++++ Data section

// src/cli.rs
use anyhow::Result;
use clap::{Arg, ArgAction, ArgMatches, Command};
use std::{env, path::PathBuf};

use crate::core::models::RunVerdict;
use crate::core::planner::RunOptions;
use crate::infra::t;

pub mod commands;

/// Pre-parses the command line arguments to find the language setting.
/// This allows i18n to be initialized before the full CLI is built.
/// It looks for a `--lang <VALUE>` or `--lang=<VALUE>` argument.
fn pre_parse_language() -> Option<String> {
    let args: Vec<String> = env::args().collect();
    if let Some(pos) = args.iter().position(|arg| arg == "--lang") {
        return args.get(pos + 1).cloned();
    }
    args.iter()
        .find_map(|arg| arg.strip_prefix("--lang=").map(str::to_string))
}

fn string_arg(name: &'static str, value_name: &'static str, help: String) -> Arg {
    Arg::new(name)
        .long(name)
        .help(help)
        .value_name(value_name)
        .action(ArgAction::Set)
}

fn flag_arg(name: &'static str, help: String) -> Arg {
    Arg::new(name).long(name).help(help).action(ArgAction::SetTrue)
}

pub fn build_cli(locale: &str) -> Command {
    Command::new("image-matrix")
        .version(env!("CARGO_PKG_VERSION"))
        .about(t!("cli.about", locale = locale).to_string())
        .arg(
            Arg::new("lang")
                .long("lang")
                .help(t!("cli.lang", locale = locale).to_string())
                .value_name("LANGUAGE")
                .global(true)
                .action(ArgAction::Set),
        )
        .subcommand(
            Command::new("run")
                .about(t!("cli.run_about", locale = locale).to_string())
                .arg(
                    string_arg("specs", "SPECS", t!("cli.arg_specs", locale = locale).to_string())
                        .value_parser(clap::value_parser!(PathBuf)),
                )
                .arg(string_arg("image", "IMAGE", t!("cli.arg_image", locale = locale).to_string()))
                .arg(
                    string_arg("tests", "TESTS", t!("cli.arg_tests", locale = locale).to_string())
                        .requires("image"),
                )
                .arg(
                    string_arg("extras", "EXTRAS", t!("cli.arg_extras", locale = locale).to_string())
                        .requires("image"),
                )
                .arg(
                    string_arg("pipreq", "PIPREQ", t!("cli.arg_pipreq", locale = locale).to_string())
                        .requires("image"),
                )
                .arg(
                    string_arg("pipopts", "PIPOPTS", t!("cli.arg_pipopts", locale = locale).to_string())
                        .requires("image")
                        .allow_hyphen_values(true),
                )
                .arg(
                    string_arg("label", "LABEL", t!("cli.arg_label", locale = locale).to_string())
                        .requires("image"),
                )
                .arg(flag_arg("clean", t!("cli.arg_clean", locale = locale).to_string()))
                .arg(flag_arg("shell", t!("cli.arg_shell", locale = locale).to_string()))
                .arg(
                    Arg::new("project-dir")
                        .long("project-dir")
                        .help(t!("cli.arg_project_dir", locale = locale).to_string())
                        .value_name("PROJECT_DIR")
                        .default_value(".")
                        .value_parser(clap::value_parser!(PathBuf))
                        .action(ArgAction::Set),
                )
                .arg(
                    Arg::new("config")
                        .short('c')
                        .long("config")
                        .help(t!("cli.arg_config", locale = locale).to_string())
                        .value_name("CONFIG")
                        .value_parser(clap::value_parser!(PathBuf))
                        .action(ArgAction::Set),
                )
                .arg(
                    Arg::new("html")
                        .long("html")
                        .help(t!("cli.arg_html", locale = locale).to_string())
                        .value_name("HTML")
                        .value_parser(clap::value_parser!(PathBuf))
                        .action(ArgAction::Set),
                ),
        )
        .subcommand(
            Command::new("init")
                .about(t!("cli.init_about", locale = locale).to_string())
                .arg(flag_arg(
                    "non-interactive",
                    t!("cli.arg_non_interactive", locale = locale).to_string(),
                )),
        )
}

fn run_options(matches: &ArgMatches) -> RunOptions {
    let text = |name: &str| matches.get_one::<String>(name).cloned();
    RunOptions {
        specs: matches.get_one::<PathBuf>("specs").cloned(),
        image: text("image"),
        tests: text("tests"),
        extras: text("extras"),
        pipreq: text("pipreq"),
        pipopts: text("pipopts"),
        label: text("label"),
        clean: matches.get_flag("clean"),
        shell: matches.get_flag("shell"),
    }
}

/// Parses the command line and runs the selected command.
/// Returns the verdict of a completed run; other commands report `Passed`.
pub async fn run() -> Result<RunVerdict> {
    // Pre-parse language and initialize i18n first.
    let explicit_language = pre_parse_language();
    let language = crate::init(explicit_language.as_deref());

    let matches = build_cli(&language).get_matches();

    match matches.subcommand() {
        Some(("run", run_matches)) => {
            let project_dir = run_matches
                .get_one::<PathBuf>("project-dir")
                .cloned()
                .unwrap_or_else(|| PathBuf::from("."));
            let config = run_matches.get_one::<PathBuf>("config").cloned();
            let html = run_matches.get_one::<PathBuf>("html").cloned();

            commands::run::execute(
                run_options(run_matches),
                project_dir,
                config,
                html,
                explicit_language,
            )
            .await
        }
        Some(("init", init_matches)) => {
            let non_interactive = init_matches.get_flag("non-interactive");
            commands::init::run_init_wizard(&language, non_interactive)?;
            Ok(RunVerdict::Passed)
        }
        _ => {
            build_cli(&language).print_help()?;
            Ok(RunVerdict::Passed)
        }
    }
}

#[cfg(test)]
mod tests {
    use super::*;

    #[test]
    fn cli_definition_is_consistent() {
        build_cli("en").debug_assert();
    }

    #[test]
    fn run_options_collects_ad_hoc_fields() {
        let matches = build_cli("en").get_matches_from([
            "image-matrix", "run", "--image", "python:3.11", "--tests", "tests/unit", "--clean",
        ]);
        let (_, run_matches) = matches.subcommand().unwrap();
        let options = run_options(run_matches);
        assert_eq!(options.image.as_deref(), Some("python:3.11"));
        assert_eq!(options.tests.as_deref(), Some("tests/unit"));
        assert!(options.clean);
        assert!(!options.shell);
        assert!(options.specs.is_none());
    }
}
//! # Core Module / 核心模块
//!
//! This module contains the orchestration engine of Image Matrix:
//! spec loading, settings, run planning, the in-container step builder,
//! the per-image executor and the sequential matrix driver.
//!
//! 此模块包含 Image Matrix 的编排引擎：
//! 规格加载、设置、运行计划、容器内步骤构建器、单镜像执行器和顺序矩阵驱动。

pub mod config;
pub mod context;
pub mod error;
pub mod execution;
pub mod matrix;
pub mod models;
pub mod planner;
pub mod spec;
pub mod steps;

// Re-exports
pub use config::Settings;
pub use context::RunContext;
pub use error::MatrixError;
pub use matrix::run_matrix;
pub use spec::MatrixEntry;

++++++++

• **Task goal**
Scan the data for the string "python" and copy each line in which it occurs.

• **Output of the exercise**
            "image-matrix", "run", "--image", "python:3.11", "--tests", "tests/unit", "--clean",
        assert_eq!(options.image.as_deref(), Some("python:3.11"));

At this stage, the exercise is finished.